New research from personalisation specialists RichRelevance claims to know exactly what the right level of personalisation is, however, without being overly invasive. Its new Cool or Creepy? report summarises the thoughts of over 2,000 customers in the UK and US when it comes to instore tech.
The changing room is one element of the high street shopping experience for fashion retailers that has seen a real dearth of innovation
The findings show that consumers are happy when tech is used to enhance the decision making processes, including fingerprint scanning to pay for goods and smart mirrors in changing rooms that would allow them to virtually change outfits.
Other tech capabilities consumers felt positively about was the ability to scan a product via their smartphone, for example, to see reviews and a further 52% said they’d be open to having offers pop up on their phones.
Around 43% of those surveyed also said they’d like to get digital coupons for products they looked at but didn’t buy.
However, UK shoppers are less comfortable with more invasive technologies such as facial recognition software that would identify them to a staff member once instore.
They also said they would find it weird if a sales assistant greeted them by name, if their mobile device signaled their presence in the shop.
For many smaller retailers, this kind of technology is of course not yet attainable; but for larger brands, they should be careful when researching what kinds of personalisation tech to implement.
Retailers must be careful
VP and General Manager at RichRelevance Matthieu Chouard said retailers are walking “a fine line” when innovating with instore technology. But, there are parts of the tech already being embraced.
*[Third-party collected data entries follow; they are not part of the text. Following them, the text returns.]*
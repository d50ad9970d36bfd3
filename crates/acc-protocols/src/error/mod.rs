//! Error types for the ACC protocol layer.

mod anchor;
mod router;
mod store;

pub use anchor::*;
pub use router::*;
pub use store::*;
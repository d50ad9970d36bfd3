//! Saved excerpts and their create payload.

use chrono::{DateTime, Utc};
use serde::{Deserialize, Serialize};
use url::Url;

use super::PositionDescriptor;
use crate::error::StoreError;

/// Opaque store-assigned excerpt identifier.
pub type ExcerptId = String;

/// Label shown for excerpts the user never titled.
pub const UNTITLED: &str = "Untitled";

/// A persisted excerpt.
#[derive(Debug, Clone, PartialEq, Serialize, Deserialize)]
pub struct SavedExcerpt {
    /// Assigned by the store on creation.
    pub id: ExcerptId,

    /// Captured markup of the source excerpt.
    pub content: String,

    pub created_at: DateTime<Utc>,

    /// Absolute URL of the source page, never carrying a fragment.
    pub source_url: String,

    #[serde(default)]
    pub tags: Vec<String>,

    /// User-assigned label, overridable independently of the excerpt.
    #[serde(skip_serializing_if = "Option::is_none")]
    pub title: Option<String>,

    pub anchor: PositionDescriptor,
}

impl SavedExcerpt {
    pub fn display_title(&self) -> &str {
        self.title.as_deref().unwrap_or(UNTITLED)
    }

    /// Case-insensitive substring match over content, tags and title.
    ///
    /// An empty keyword matches everything.
    pub fn matches_keyword(&self, keyword: &str) -> bool {
        let keyword = keyword.trim().to_lowercase();
        if keyword.is_empty() {
            return true;
        }
        self.content.to_lowercase().contains(&keyword)
            || self
                .tags
                .iter()
                .any(|t| t.to_lowercase().contains(&keyword))
            || self
                .title
                .as_deref()
                .is_some_and(|t| t.to_lowercase().contains(&keyword))
    }
}

/// Payload for creating a new excerpt.
#[derive(Debug, Clone, PartialEq, Serialize, Deserialize)]
pub struct NewExcerpt {
    pub content: String,

    pub source_url: String,

    #[serde(default)]
    pub tags: Vec<String>,

    pub anchor: PositionDescriptor,

    /// Defaults to the time of creation.
    #[serde(default, skip_serializing_if = "Option::is_none")]
    pub created_at: Option<DateTime<Utc>>,

    #[serde(default, skip_serializing_if = "Option::is_none")]
    pub title: Option<String>,
}

impl NewExcerpt {
    pub fn new(
        content: impl Into<String>,
        source_url: impl Into<String>,
        anchor: PositionDescriptor,
    ) -> Self {
        Self {
            content: content.into(),
            source_url: source_url.into(),
            tags: Vec::new(),
            anchor,
            created_at: None,
            title: None,
        }
    }

    pub fn with_tags(mut self, tags: Vec<String>) -> Self {
        self.tags = tags;
        self
    }

    pub fn with_created_at(mut self, created_at: DateTime<Utc>) -> Self {
        self.created_at = Some(created_at);
        self
    }

    pub fn with_title(mut self, title: impl Into<String>) -> Self {
        self.title = Some(title.into());
        self
    }
}

/// Parse an absolute URL and drop its fragment.
pub fn normalize_source_url(raw: &str) -> Result<String, StoreError> {
    let mut url = Url::parse(raw.trim())
        .map_err(|e| StoreError::InvalidRecord(format!("source url {raw:?}: {e}")))?;
    url.set_fragment(None);
    Ok(url.to_string())
}

/// Trim tags, drop blanks and duplicates; first occurrence wins.
pub fn normalize_tags(tags: Vec<String>) -> Vec<String> {
    let mut out: Vec<String> = Vec::with_capacity(tags.len());
    for tag in tags {
        let tag = tag.trim();
        if !tag.is_empty() && !out.iter().any(|t| t == tag) {
            out.push(tag.to_string());
        }
    }
    out
}

/// Blank titles mean "no title".
pub fn normalize_title(title: Option<&str>) -> Option<String> {
    title
        .map(str::trim)
        .filter(|t| !t.is_empty())
        .map(str::to_string)
}

#[cfg(test)]
#[path = "excerpt_tests.rs"]
mod tests;
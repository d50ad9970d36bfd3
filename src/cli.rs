//! CLI definitions for ACC.

use std::path::PathBuf;

use clap::{Args, Parser, Subcommand, ValueEnum};

/// ACC CLI.
#[derive(Parser)]
#[command(name = "acc")]
#[command(about = "Excerpt collector with source re-anchoring")]
#[command(version)]
pub(crate) struct Cli {
    /// Configuration file path (default: ~/.acc/config.toml)
    #[arg(short, long, global = true, env = "ACC_CONFIG")]
    pub config: Option<PathBuf>,

    #[command(subcommand)]
    pub command: Commands,
}

#[derive(Subcommand)]
pub(crate) enum Commands {
    /// List the message nodes of a saved page that can be captured
    Nodes {
        /// HTML file of the page
        #[arg(long)]
        page: PathBuf,
    },

    /// Capture an excerpt from a page and store it
    Save(SaveArgs),

    /// List all stored excerpts, newest first
    List {
        /// Output format
        #[arg(long, value_enum, default_value_t = OutputFormat::Table)]
        format: OutputFormat,
    },

    /// Search excerpts by content, tag or title
    Search {
        keyword: String,

        /// Output format
        #[arg(long, value_enum, default_value_t = OutputFormat::Table)]
        format: OutputFormat,
    },

    /// Delete one or more excerpts
    Delete {
        #[arg(required = true)]
        ids: Vec<String>,
    },

    /// Delete every excerpt
    Clear {
        /// Skip the confirmation guard
        #[arg(long)]
        yes: bool,
    },

    /// Set or reset the title of an excerpt
    Retitle {
        id: String,

        /// New title; omit to reset to "Untitled"
        title: Option<String>,
    },

    /// Print the link back to an excerpt's source
    Link { id: String },

    /// Re-locate an anchor on a page and report the outcome
    Locate {
        /// HTML file of the page
        #[arg(long)]
        page: PathBuf,

        /// Fragment (`#acc-…`) or a full link containing one
        fragment: String,
    },
}

#[derive(Args)]
#[command(group = clap::ArgGroup::new("source").required(true).args(["node_index", "selection"]))]
pub(crate) struct SaveArgs {
    /// HTML file of the page (required with --node-index)
    #[arg(long)]
    pub page: Option<PathBuf>,

    /// URL the page was loaded from
    #[arg(long)]
    pub url: String,

    /// Rank of the message among the page's candidates (see `acc nodes`)
    #[arg(long, requires = "page")]
    pub node_index: Option<usize>,

    /// Manually selected text
    #[arg(long)]
    pub selection: Option<String>,

    /// Tag to attach (repeatable)
    #[arg(long = "tag")]
    pub tags: Vec<String>,

    /// Initial title
    #[arg(long)]
    pub title: Option<String>,
}

#[derive(Clone, Copy, PartialEq, Eq, ValueEnum)]
pub(crate) enum OutputFormat {
    Table,
    Json,
}

#[cfg(test)]
mod tests {
    use super::*;
    use clap::CommandFactory;

    #[test]
    fn test_cli_definition_is_consistent() {
        Cli::command().debug_assert();
    }

    #[test]
    fn test_save_requires_a_source() {
        assert!(Cli::try_parse_from(["acc", "save", "--url", "https://a.example/"]).is_err());
        assert!(
            Cli::try_parse_from([
                "acc",
                "save",
                "--url",
                "https://a.example/",
                "--selection",
                "text",
            ])
            .is_ok()
        );
    }

    #[test]
    fn test_save_node_parses() {
        let cli = Cli::try_parse_from([
            "acc",
            "save",
            "--page",
            "page.html",
            "--url",
            "https://a.example/",
            "--node-index",
            "2",
            "--tag",
            "rust",
            "--tag",
            "async",
        ])
        .unwrap();
        match cli.command {
            Commands::Save(args) => {
                assert_eq!(args.node_index, Some(2));
                assert_eq!(args.tags, vec!["rust", "async"]);
            }
            _ => panic!("expected save"),
        }
    }

    #[test]
    fn test_delete_needs_ids() {
        assert!(Cli::try_parse_from(["acc", "delete"]).is_err());
        assert!(Cli::try_parse_from(["acc", "delete", "a", "b"]).is_ok());
    }
}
“The changing room is one element of the high street shopping experience for fashion retailers that has seen a real dearth of innovation. Smart changing rooms tend to be trialled in far-flung pilot stores, but clearly there is now a real appetite for more ambitious interactive technologies in-store.
“There’s no reason why the personalised recommendations being given to shoppers via tablet devices on the shop floor can’t be translated to enhance the changing room experience too. By ignoring this changing room, retailers are missing an opportunity to better serve customers and ultimately, sell more product.”